Here, the circuit court failed to provide sufficient reasoning for this Court to determine whether its decision declining to order a monetary award was an abuse of discretion. The parties disputed the fair market value of many items of property listed on the Joint Statement, including their two cars, the furniture for both residences, and retirement accounts. The record does not reflect that the court resolved those disputes and determined the value of these assets or the pension plans. Nor did the court state that it had considered all of the FL § 8-205 factors. Because the record does not reflect that the court engaged in the required analysis, we shall vacate the portion of the judgment denying the request for a monetary award. See Freese v. Freese, 89 Md. App. 144, 152 (1991) (order denying monetary award remanded because the trial court failed to undertake the steps required by FL §§ 8-203 through 8-205).
For example, Ms. Cavallio valued her 2013 Acura MDX at $20,224, whereas Mr. Brown valued it at $22,910. Mr. Brown valued his 2017 Lexis RX 350 at $40,513, whereas Ms. Cavallio valued it at $53,000. Ms. Cavallio valued the new furniture in the Clipper Mill apartment at $18,500; Mr. Brown valued it at $5,000. Ms. Cavallio valued the furniture remaining at the Tilden Drive property at $3,247; Mr. Brown valued it at $25,000. Ms. Cavallio valued a china and crystal set in the Tilden Drive property at $1,428; Mr. Brown valued it at $5,000.
It may be that, on remand, the court will determine, in the exercise of its discretion, that Ms. Cavallio is not entitled to a monetary award as an equitable adjustment of the rights of the parties in the marital property.

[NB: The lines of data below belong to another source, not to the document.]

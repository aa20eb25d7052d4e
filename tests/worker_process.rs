//! Parse requests served by the real `knxload worker` child process.

use knxload::error::WorkerError;
use knxload::worker::{ParseFailureCode, ProcessSpawner, WorkerClient, WORKER_COMMAND};

fn client() -> WorkerClient<ProcessSpawner> {
  WorkerClient::new(ProcessSpawner::with_command(
    env!("CARGO_BIN_EXE_knxload"),
    [WORKER_COMMAND],
  ))
}

#[tokio::test]
async fn test_worker_process_parses_export() {
  let export = br#"{
    "projectName": "Office",
    "devices": [
      {"instance_id": "P-1", "individual_address": "1.1.1", "configuration": {"mode": "eco"}}
    ]
  }"#;

  let project = client()
    .parse(export.to_vec(), None, Some("de-DE"))
    .await
    .unwrap();

  assert_eq!(project.project_name, "Office");
  assert_eq!(project.devices.len(), 1);
  assert_eq!(project.devices[0].individual_address, "1.1.1");
  assert_eq!(project.devices[0].configuration["mode"], "eco");
}

#[tokio::test]
async fn test_worker_process_reports_structured_failure() {
  let err = client()
    .parse(b"PK\x03\x04archive".to_vec(), None, None)
    .await
    .unwrap_err();

  match err {
    WorkerError::Failed(failure) => {
      assert_eq!(failure.code, Some(ParseFailureCode::UnsupportedFormat));
    }
    other => panic!("expected a parse failure, got {:?}", other),
  }
}

#[tokio::test]
async fn test_concurrent_worker_processes() {
  let client = client();
  let (first, second) = tokio::join!(
    client.parse(br#"{"project_name": "First"}"#.to_vec(), None, None),
    client.parse(br#"{"project_name": "Second"}"#.to_vec(), None, None),
  );

  assert_eq!(first.unwrap().project_name, "First");
  assert_eq!(second.unwrap().project_name, "Second");
}
//! Upload client with per-attempt timeout, retry and exponential backoff.

use async_trait::async_trait;
use color_eyre::{eyre::eyre, Result};
use std::sync::Arc;
use std::time::Duration;
use tracing::{debug, info, warn};
use url::Url;

use crate::config::ServerConfig;
use crate::error::ApiError;
use crate::model::{Project, ProjectFile};

use super::transport::{HttpTransport, ReqwestTransport, UploadForm};
use super::types::decode_project;

const UPLOAD_PATH: &str = "api/upload";
const BACKOFF_BASE_MS: u64 = 1_000;
const BACKOFF_CAP_MS: u64 = 10_000;

/// Per-call overrides of the client defaults.
#[derive(Debug, Clone, Copy, Default)]
pub struct UploadOptions {
  /// Total attempts; 0 counts as 1
  pub max_retries: Option<u32>,
  /// Timeout of each attempt
  pub timeout: Option<Duration>,
}

/// Delay before the attempt following attempt number `attempt` (1-based).
pub fn backoff_delay(attempt: u32) -> Duration {
  let ms = 2u64
    .checked_pow(attempt)
    .and_then(|factor| factor.checked_mul(BACKOFF_BASE_MS))
    .map_or(BACKOFF_CAP_MS, |ms| ms.min(BACKOFF_CAP_MS));
  Duration::from_millis(ms)
}

/// Something that can turn a project file into a [`Project`] remotely.
#[async_trait]
pub trait ProjectUploader: Send + Sync {
  async fn upload(
    &self,
    file: &ProjectFile,
    password: Option<&str>,
    preferred_language: Option<&str>,
  ) -> Result<Project, ApiError>;
}

/// Client of the remote parse service.
pub struct ApiClient<T: HttpTransport = ReqwestTransport> {
  transport: Arc<T>,
  upload_url: Url,
  default_timeout: Duration,
  default_retries: u32,
}

impl ApiClient<ReqwestTransport> {
  pub fn new(config: &ServerConfig) -> Result<Self> {
    let transport = ReqwestTransport::new().map_err(|e| eyre!("{}", e))?;
    Self::with_transport(transport, config)
  }
}

impl<T: HttpTransport> ApiClient<T> {
  pub fn with_transport(transport: T, config: &ServerConfig) -> Result<Self> {
    let mut base = Url::parse(&config.base_url)
      .map_err(|e| eyre!("Invalid server URL {}: {}", config.base_url, e))?;
    if !base.path().ends_with('/') {
      let path = format!("{}/", base.path());
      base.set_path(&path);
    }
    let upload_url = base
      .join(UPLOAD_PATH)
      .map_err(|e| eyre!("Invalid server URL {}: {}", config.base_url, e))?;

    Ok(Self {
      transport: Arc::new(transport),
      upload_url,
      default_timeout: config.timeout(),
      default_retries: config.max_retries,
    })
  }

  pub fn upload_url(&self) -> &Url {
    &self.upload_url
  }

  /// Upload a project file and decode the parsed project.
  ///
  /// Network failures (including an attempt timing out) and 5xx responses
  /// are retried with backoff. 4xx responses and unusable bodies fail at once.
  pub async fn upload_project(
    &self,
    file: &ProjectFile,
    password: Option<&str>,
    preferred_language: Option<&str>,
    options: UploadOptions,
  ) -> Result<Project, ApiError> {
    let max_retries = options.max_retries.unwrap_or(self.default_retries).max(1);
    let timeout = options.timeout.unwrap_or(self.default_timeout);
    let form = UploadForm {
      file,
      password,
      product_language: preferred_language,
    };

    let mut attempt = 1;
    loop {
      debug!(attempt, file = file.name(), bytes = file.len(), "uploading project");
      let error = match self.attempt(&form, timeout).await {
        Ok(project) => {
          info!(attempt, project = %project.project_name, "project parsed by server");
          return Ok(project);
        }
        Err(e) => e,
      };

      if !error.is_retryable() {
        return Err(error);
      }
      if attempt >= max_retries {
        warn!(attempts = attempt, error = %error, "upload retries exhausted");
        return Err(ApiError::Exhausted {
          attempts: attempt,
          last: Box::new(error),
        });
      }

      let delay = backoff_delay(attempt);
      warn!(
        attempt,
        max_retries,
        delay_ms = delay.as_millis() as u64,
        error = %error,
        "upload attempt failed, retrying"
      );
      tokio::time::sleep(delay).await;
      attempt += 1;
    }
  }

  async fn attempt(&self, form: &UploadForm<'_>, timeout: Duration) -> Result<Project, ApiError> {
    let response = tokio::time::timeout(timeout, self.transport.post_upload(&self.upload_url, form))
      .await
      .map_err(|_| ApiError::Network(format!("request timed out after {}ms", timeout.as_millis())))??;

    if !response.is_success() {
      let message = if response.body.is_empty() {
        response.reason
      } else {
        response.body
      };
      return Err(ApiError::status(response.status, message));
    }

    decode_project(&response.body)
  }
}

#[async_trait]
impl<T: HttpTransport> ProjectUploader for ApiClient<T> {
  async fn upload(
    &self,
    file: &ProjectFile,
    password: Option<&str>,
    preferred_language: Option<&str>,
  ) -> Result<Project, ApiError> {
    self
      .upload_project(file, password, preferred_language, UploadOptions::default())
      .await
  }
}
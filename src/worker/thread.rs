//! In-process worker for tests that need a real parser but no child process.

use std::sync::atomic::{AtomicBool, Ordering};
use std::sync::Arc;
use tokio::sync::mpsc;

use crate::error::WorkerError;

use super::capability::ProjectParser;
use super::client::{WorkerChannel, WorkerSpawner};
use super::protocol::WorkerRequest;
use super::serve::run_request;

/// Runs the parser on a dedicated OS thread per worker.
///
/// A thread cannot be killed; termination raises a flag so a late result is
/// discarded instead of delivered.
pub struct ThreadSpawner<P: ProjectParser> {
  parser: Arc<P>,
}

impl<P: ProjectParser> ThreadSpawner<P> {
  pub fn new(parser: P) -> Self {
    Self {
      parser: Arc::new(parser),
    }
  }
}

impl<P: ProjectParser> WorkerSpawner for ThreadSpawner<P> {
  fn spawn(&self) -> Result<WorkerChannel, WorkerError> {
    let (request_tx, mut request_rx) = mpsc::unbounded_channel::<WorkerRequest>();
    let (reply_tx, reply_rx) = mpsc::unbounded_channel();
    let terminated = Arc::new(AtomicBool::new(false));

    let parser = Arc::clone(&self.parser);
    let flag = Arc::clone(&terminated);
    std::thread::Builder::new()
      .name("knxload-parse".to_string())
      .spawn(move || {
        let Some(request) = request_rx.blocking_recv() else {
          return;
        };
        if flag.load(Ordering::SeqCst) {
          return;
        }
        let reply = run_request(&*parser, request);
        if !flag.load(Ordering::SeqCst) {
          let _ = reply_tx.send(reply);
        }
      })
      .map_err(|e| WorkerError::Unavailable(format!("failed to start parse thread: {}", e)))?;

    Ok(WorkerChannel::new(request_tx, reply_rx, move || {
      terminated.store(true, Ordering::SeqCst);
    }))
  }
}

#[cfg(test)]
mod tests {
  use super::*;
  use crate::model::Project;
  use crate::worker::{JsonProjectParser, ParseFailure, ParseFailureCode, WorkerClient};

  #[tokio::test]
  async fn test_thread_worker_parses() {
    let client = WorkerClient::new(ThreadSpawner::new(JsonProjectParser));

    let project = client
      .parse(br#"{"projectName": "Home"}"#.to_vec(), None, Some("de-DE"))
      .await
      .unwrap();
    assert_eq!(project.project_name, "Home");

    let err = client.parse(b"PK\x03\x04".to_vec(), None, None).await.unwrap_err();
    assert!(matches!(
      err,
      WorkerError::Failed(ParseFailure {
        code: Some(ParseFailureCode::UnsupportedFormat),
        ..
      })
    ));
  }

  struct PanickingParser;

  impl ProjectParser for PanickingParser {
    fn parse(&self, _: &[u8], _: Option<&str>, _: Option<&str>) -> Result<Project, ParseFailure> {
      panic!("parser bug");
    }
  }

  #[tokio::test]
  async fn test_thread_worker_panic_reports_message() {
    let client = WorkerClient::new(ThreadSpawner::new(PanickingParser));

    let err = client.parse(Vec::new(), None, None).await.unwrap_err();
    match err {
      WorkerError::Failed(failure) => assert!(failure.message.contains("parser bug")),
      other => panic!("expected a failure reply, got {:?}", other),
    }
  }
}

Without the proper analysis, however, we cannot determine whether the court's ruling here was an abuse of discretion. Id. at 153 ("The trial court is vested with broad discretion in deciding whether to grant a monetary award, but the exercise of that discretion should be informed and based upon reason.").
Our holding today is limited to the monetary award. All other findings by the circuit court should not be disturbed on remand. --------
JUDGMENT OF THE CIRCUIT COURT FOR BALTIMORE CITY VACATED, IN PART, WITH REGARD TO THE MONETARY AWARD. CASE IS REMANDED FOR FURTHER PROCEEDINGS CONSISTENT WITH THIS OPINION. COSTS TO BE PAID BY APPELLEE.